Despite claims in popular, practitioner, and academic circles that sex has beneficial effects on older adults’ sense of belonging and self-worth, there had been little systematic research examining whether sexual activity had a positive association with mental health.

“We found a scarcity of previous rigorous studies that examined sexual activity and mental health, particularly among older adults,” said Larson. “We thought it was an important omission and one that needed further study.”

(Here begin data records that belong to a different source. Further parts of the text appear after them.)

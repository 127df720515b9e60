//! Facade wiring stores, engine, escalation and lifecycle together

use tokio::sync::broadcast;

use super::assignment::AssignmentEngine;
use super::error::DispatchResult;
use super::escalation::{EscalationConfig, EscalationScheduler};
use super::events::{EventBus, EventEnvelope};
use super::lifecycle::BookingLifecycle;
use super::release::settle_releases;
use crate::models::{
    AssignOutcome, AssignRequest, Booking, BookingStatus, Candidate, GeoPoint, Helper, Receipt,
};
use crate::storage::Stores;

/// What [`Dispatcher::recover`] picked up from the store
#[derive(Debug, Clone, Copy, Default, PartialEq, Eq)]
pub struct RecoveryReport {
    /// Assigned bookings whose escalation chain was armed again
    pub rearmed: usize,
    /// Owed helper releases settled
    pub released: usize,
}

/// Entry point used by the HTTP server and the CLI
pub struct Dispatcher {
    stores: Stores,
    engine: AssignmentEngine,
    lifecycle: BookingLifecycle,
    escalation: EscalationScheduler,
    events: EventBus,
}

impl Dispatcher {
    pub fn new(stores: Stores, config: EscalationConfig, event_capacity: usize) -> Self {
        let events = EventBus::new(event_capacity);
        let escalation = EscalationScheduler::new(
            stores.helpers.clone(),
            stores.bookings.clone(),
            events.clone(),
            config,
        );
        let engine = AssignmentEngine::new(
            stores.helpers.clone(),
            stores.bookings.clone(),
            escalation.clone(),
            events.clone(),
        );
        let lifecycle = BookingLifecycle::new(
            stores.helpers.clone(),
            stores.bookings.clone(),
            escalation.clone(),
            events.clone(),
        );

        Self {
            stores,
            engine,
            lifecycle,
            escalation,
            events,
        }
    }

    pub async fn assign_helper(&self, request: &AssignRequest) -> DispatchResult<AssignOutcome> {
        self.engine.assign(request).await
    }

    /// Ranked candidates for a request, nobody claimed
    pub async fn rank(&self, request: &AssignRequest) -> DispatchResult<Vec<Candidate>> {
        self.engine.preview(request).await
    }

    pub async fn complete_booking(&self, booking_id: &str, rating: f64) -> DispatchResult<Receipt> {
        self.lifecycle.complete_booking(booking_id, rating).await
    }

    pub async fn get_booking(&self, booking_id: &str) -> DispatchResult<Booking> {
        self.lifecycle.get_booking(booking_id).await
    }

    pub async fn update_helper_location(
        &self,
        helper_id: &str,
        location: GeoPoint,
    ) -> DispatchResult<Receipt> {
        self.lifecycle.update_helper_location(helper_id, location).await
    }

    pub async fn register_helper(&self, helper: Helper) -> DispatchResult<Helper> {
        self.lifecycle.register_helper(helper).await
    }

    pub async fn list_helpers(&self, available_only: bool) -> DispatchResult<Vec<Helper>> {
        self.lifecycle.list_helpers(available_only).await
    }

    pub fn subscribe(&self) -> broadcast::Receiver<EventEnvelope> {
        self.events.subscribe()
    }

    pub fn escalation(&self) -> &EscalationScheduler {
        &self.escalation
    }

    /// Number of bookings with a pending escalation timer
    pub fn active_escalations(&self) -> usize {
        self.escalation.active_count()
    }

    /// Pick up bookings a previous process left open
    ///
    /// Settles owed helper releases and arms escalation again for every
    /// booking still `assigned`, resuming at its stored candidate index. A
    /// re-armed chain waits a full window from now. Must be called from
    /// within a tokio runtime.
    pub async fn recover(&self) -> DispatchResult<RecoveryReport> {
        let unsettled = self.stores.bookings.list_unsettled_bookings().await?;
        let mut report = RecoveryReport::default();

        for booking in unsettled {
            if !booking.pending_releases.is_empty() {
                match settle_releases(
                    self.stores.helpers.as_ref(),
                    self.stores.bookings.as_ref(),
                    &booking.id,
                )
                .await
                {
                    Ok(released) => report.released += released.len(),
                    Err(e) => {
                        tracing::warn!(booking_id = %booking.id, error = %e, "Owed helper release still pending");
                    }
                }
            }

            if booking.status == BookingStatus::Assigned && !self.escalation.is_armed(&booking.id) {
                self.escalation.arm(&booking.id, booking.next_candidate_index);
                report.rearmed += 1;
            }
        }

        tracing::info!(
            rearmed = report.rearmed,
            released = report.released,
            "Recovered open bookings"
        );
        Ok(report)
    }

    /// Cancel all pending escalation timers
    pub fn shutdown(&self) {
        self.escalation.shutdown();
    }
}
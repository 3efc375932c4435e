//! Price oracle seam.
//!
//! The engine treats the oracle as a black box that synchronously
//! returns the current price sample or fails. `PostedOracle` is the
//! production implementation: the trusted oracle identity posts price
//! samples inbound (over the authorized HTTP route) and the engine
//! reads the latest one at round open/lock. Oracle failures propagate
//! to the caller; the external scheduler owns retries.

use rust_decimal::Decimal;
use std::sync::Mutex;

use crate::types::MarketError;

/// Abstraction over the trusted price feed.
pub trait PriceOracle: Send + Sync {
    /// The current price sample (positive, fixed precision).
    fn current_price(&self) -> Result<Decimal, MarketError>;
}

/// Oracle backed by the most recently posted price sample.
///
/// Starts empty; `current_price` fails until the first sample arrives.
#[derive(Debug, Default)]
pub struct PostedOracle {
    last: Mutex<Option<Decimal>>,
}

impl PostedOracle {
    pub fn new() -> Self {
        Self::default()
    }

    /// Record a sample from the trusted oracle identity.
    /// Non-positive prices are rejected.
    pub fn post(&self, price: Decimal) -> Result<(), MarketError> {
        if price <= Decimal::ZERO {
            return Err(MarketError::OracleUnavailable(format!(
                "non-positive price sample: {price}"
            )));
        }
        *self.last.lock().unwrap() = Some(price);
        Ok(())
    }
}

impl PriceOracle for PostedOracle {
    fn current_price(&self) -> Result<Decimal, MarketError> {
        self.last
            .lock()
            .unwrap()
            .ok_or_else(|| MarketError::OracleUnavailable("no price sample posted yet".to_string()))
    }
}

// ---------------------------------------------------------------------------
// Tests
// ---------------------------------------------------------------------------
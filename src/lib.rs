//! TRENDPOOL — daily up/down price prediction pool.
//!
//! Library crate exposing all modules for use by integration tests
//! and the binary entry point.

pub mod config;
pub mod types;
pub mod fees;
pub mod oracle;
pub mod ledger;
pub mod engine;
pub mod storage;
pub mod server;
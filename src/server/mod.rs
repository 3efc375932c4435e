//! HTTP surface — Axum server exposing the market operations.
//!
//! Scheduler triggers, oracle samples, participant operations, admin
//! controls, and the side-effect-free read interface. CORS enabled for
//! local development.

pub mod routes;

use anyhow::{Context, Result};
use axum::{
    http::{header, HeaderValue, Method},
    routing::{get, post},
    Router,
};
use tower_http::cors::CorsLayer;
use tracing::info;

use routes::AppState;

/// Build the Axum router with all routes and middleware.
pub fn build_router(state: AppState) -> Router {
    let cors = CorsLayer::new()
        .allow_origin("*".parse::<HeaderValue>().unwrap())
        .allow_methods([Method::GET, Method::POST])
        .allow_headers([header::CONTENT_TYPE, header::AUTHORIZATION]);

    Router::new()
        // Scheduler triggers
        .route("/api/rounds/open", post(routes::open_round))
        .route("/api/rounds/lock", post(routes::lock_round))
        // Oracle samples
        .route("/api/oracle/price", post(routes::post_price))
        // Participant operations
        .route("/api/orders", post(routes::place_order))
        .route("/api/orders/refund", post(routes::refund_order))
        .route("/api/orders/claim", post(routes::claim_order))
        // Admin controls
        .route("/api/admin/fees", post(routes::set_fees))
        .route("/api/admin/withdraw", post(routes::withdraw_residual))
        // Read interface
        .route("/api/rounds/current", get(routes::get_current_round))
        .route("/api/rounds/:number", get(routes::get_round))
        .route("/api/rounds/:number/orders/:participant", get(routes::get_order))
        .route("/api/fees", get(routes::get_fees))
        .route("/api/status", get(routes::get_status))
        .route("/health", get(routes::health))
        .layer(cors)
        .with_state(state)
}

/// Bind and serve until the shutdown future resolves.
pub async fn serve(
    state: AppState,
    port: u16,
    shutdown: impl std::future::Future<Output = ()> + Send + 'static,
) -> Result<()> {
    let app = build_router(state);
    let addr = std::net::SocketAddr::from(([0, 0, 0, 0], port));

    let listener = tokio::net::TcpListener::bind(addr)
        .await
        .with_context(|| format!("Failed to bind port {port}"))?;
    info!(port, "API server listening on http://localhost:{port}");

    axum::serve(listener, app)
        .with_graceful_shutdown(shutdown)
        .await
        .context("API server error")?;
    Ok(())
}

// ---------------------------------------------------------------------------
// Tests
// ---------------------------------------------------------------------------
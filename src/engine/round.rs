//! Versioned round storage.
//!
//! Rounds live in a table keyed by round number; a settled round's
//! record (prices, frozen totals, outcome) is kept forever so late
//! claims always read the totals of their own round, never a newer
//! round's counters.

use chrono::Utc;
use rust_decimal::Decimal;
use serde::{Deserialize, Serialize};
use std::collections::BTreeMap;

use crate::engine::settlement;
use crate::types::{Outcome, Round, RoundStatus, Trend};

/// Table of all rounds plus the monotonically increasing counter.
/// At most one round is Open at any time: the latest one, and only
/// until `settle_current` runs.
#[derive(Debug, Clone, Default, Serialize, Deserialize)]
pub struct RoundTable {
    rounds: BTreeMap<u64, Round>,
    /// Latest round number; 0 means no round has ever opened.
    current: u64,
}

impl RoundTable {
    pub fn new() -> Self {
        Self::default()
    }

    pub fn current_number(&self) -> u64 {
        self.current
    }

    /// The currently open round, if any.
    pub fn current_open(&self) -> Option<&Round> {
        self.rounds.get(&self.current).filter(|r| r.is_open())
    }

    pub fn get(&self, number: u64) -> Option<&Round> {
        self.rounds.get(&number)
    }

    /// Open the next round at the given price sample and return its
    /// number. The caller must have checked that no round is open.
    pub fn open_next(&mut self, start_price: Decimal) -> u64 {
        self.current += 1;
        self.rounds.insert(self.current, Round::open(self.current, start_price));
        self.current
    }

    /// Settle the open round at the given end price, freezing its
    /// totals, and return its number and outcome. The caller must have
    /// checked that a round is open.
    pub fn settle_current(&mut self, end_price: Decimal) -> (u64, Outcome) {
        let round = self
            .rounds
            .get_mut(&self.current)
            .filter(|r| r.is_open())
            .expect("settle_current called without an open round");

        let outcome = settlement::outcome(round.start_price, end_price);
        round.end_price = Some(end_price);
        round.outcome = Some(outcome);
        round.status = RoundStatus::Settled;
        round.settled_at = Some(Utc::now());
        (round.number, outcome)
    }

    /// Increase a side total after an order is placed.
    pub fn add_stake(&mut self, number: u64, trend: Trend, amount: u64) {
        if let Some(round) = self.rounds.get_mut(&number) {
            match trend {
                Trend::Up => round.up_total += amount,
                Trend::Down => round.down_total += amount,
            }
        }
    }

    /// Decrease a side total after an order is refunded.
    pub fn remove_stake(&mut self, number: u64, trend: Trend, amount: u64) {
        if let Some(round) = self.rounds.get_mut(&number) {
            match trend {
                Trend::Up => round.up_total = round.up_total.saturating_sub(amount),
                Trend::Down => round.down_total = round.down_total.saturating_sub(amount),
            }
        }
    }
}

// ---------------------------------------------------------------------------
// Tests
// ---------------------------------------------------------------------------
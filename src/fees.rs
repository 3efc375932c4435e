//! Fee configuration — administrator-controlled stake and fee
//! parameters, plus the integer fee arithmetic used by settlement.
//!
//! Amounts are integers in the smallest currency unit; fee deductions
//! use floor division so remainders accrue to the custodied residual
//! rather than being minted or lost.

use serde::{Deserialize, Serialize};
use std::fmt;

use crate::types::MarketError;

/// Unit stake size and fee percentages.
///
/// Mutated only by the administrator (between rounds, in practice);
/// read by every stake, refund, and claim operation.
#[derive(Debug, Clone, Copy, PartialEq, Eq, Serialize, Deserialize)]
pub struct FeeConfig {
    /// Fixed minimum/multiple bet size in the smallest currency unit.
    pub unit_stake: u64,
    /// Percentage deducted when withdrawing a stake before settlement.
    pub refund_fee_pct: u8,
    /// Percentage deducted from winnings at settlement.
    pub claim_fee_pct: u8,
}

impl Default for FeeConfig {
    fn default() -> Self {
        FeeConfig {
            unit_stake: 1000,
            refund_fee_pct: 5,
            claim_fee_pct: 1,
        }
    }
}

impl fmt::Display for FeeConfig {
    fn fmt(&self, f: &mut fmt::Formatter<'_>) -> fmt::Result {
        write!(
            f,
            "unit_stake={} refund_fee={}% claim_fee={}%",
            self.unit_stake, self.refund_fee_pct, self.claim_fee_pct,
        )
    }
}

impl FeeConfig {
    /// Build a validated fee config.
    pub fn new(unit_stake: u64, refund_fee_pct: u8, claim_fee_pct: u8) -> Result<Self, MarketError> {
        let cfg = FeeConfig { unit_stake, refund_fee_pct, claim_fee_pct };
        cfg.validate()?;
        Ok(cfg)
    }

    /// Check invariants: positive unit stake, percentages within 0–100.
    pub fn validate(&self) -> Result<(), MarketError> {
        if self.unit_stake == 0 {
            return Err(MarketError::InvalidFeeConfig(
                "unit stake must be positive".to_string(),
            ));
        }
        if self.refund_fee_pct > 100 {
            return Err(MarketError::InvalidFeeConfig(format!(
                "refund fee {}% exceeds 100%",
                self.refund_fee_pct
            )));
        }
        if self.claim_fee_pct > 100 {
            return Err(MarketError::InvalidFeeConfig(format!(
                "claim fee {}% exceeds 100%",
                self.claim_fee_pct
            )));
        }
        Ok(())
    }

    /// Whether an amount is a positive multiple of the unit stake.
    pub fn is_valid_stake(&self, amount: u64) -> bool {
        amount > 0 && amount % self.unit_stake == 0
    }

    /// Amount returned to a participant refunding `amount` before
    /// settlement: `amount × (100 − refund_fee) / 100`, floored.
    pub fn refund_net(&self, amount: u64) -> u64 {
        apply_fee(amount, self.refund_fee_pct)
    }

    /// Net claim payout for a gross winnings amount:
    /// `gross × (100 − claim_fee) / 100`, floored.
    pub fn claim_net(&self, gross: u64) -> u64 {
        apply_fee(gross, self.claim_fee_pct)
    }
}

/// `amount × (100 − fee_pct) / 100` with a u128 intermediate so the
/// multiplication cannot overflow for any u64 amount.
fn apply_fee(amount: u64, fee_pct: u8) -> u64 {
    let kept = (100 - fee_pct.min(100)) as u128;
    ((amount as u128 * kept) / 100) as u64
}

// ---------------------------------------------------------------------------
// Tests
// ---------------------------------------------------------------------------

Larson and Ganong analyzed data from a nationally representative survey (the National Social Health, Life, and Aging Project) of adults aged 57 to 85 and discovered sexual activity alone without intimacy did not decrease levels of depression. Additionally, they found that other factors that could influence an association between sexual activity and depression—such as physical and sexual health, perceptions of partner support, and general relationship qualities—could not account for the association. However, they did find that other forms of physical affection (such as kissing and caressing) had to accompany sexual activity for the association to hold.

For their findings, Larson and Ganong also considered gender dynamics that could affect the association between sexual activity and depression and estimated separate models for women and men.

“Among both women and men, depression was lower if they were physically affectionate and sexually intimate with each other,” said Ganong.  “But their depression remained about the same if they had sexual relations without intimacy.”

The researchers hypothesize that sexual activity associates with lower depression among older adults because sex can be a form of intimacy and a meaningful social activity that provides an uplifting sense of belonging and fosters the development of perceptions of support.

“The public tends not to consider how sexual activity might associate with older adults’ mental health,” said Larson. “Nonetheless, these findings imply that gendered patterns and transitions in older adults’ sexual behavior may associate with changes in mental health.”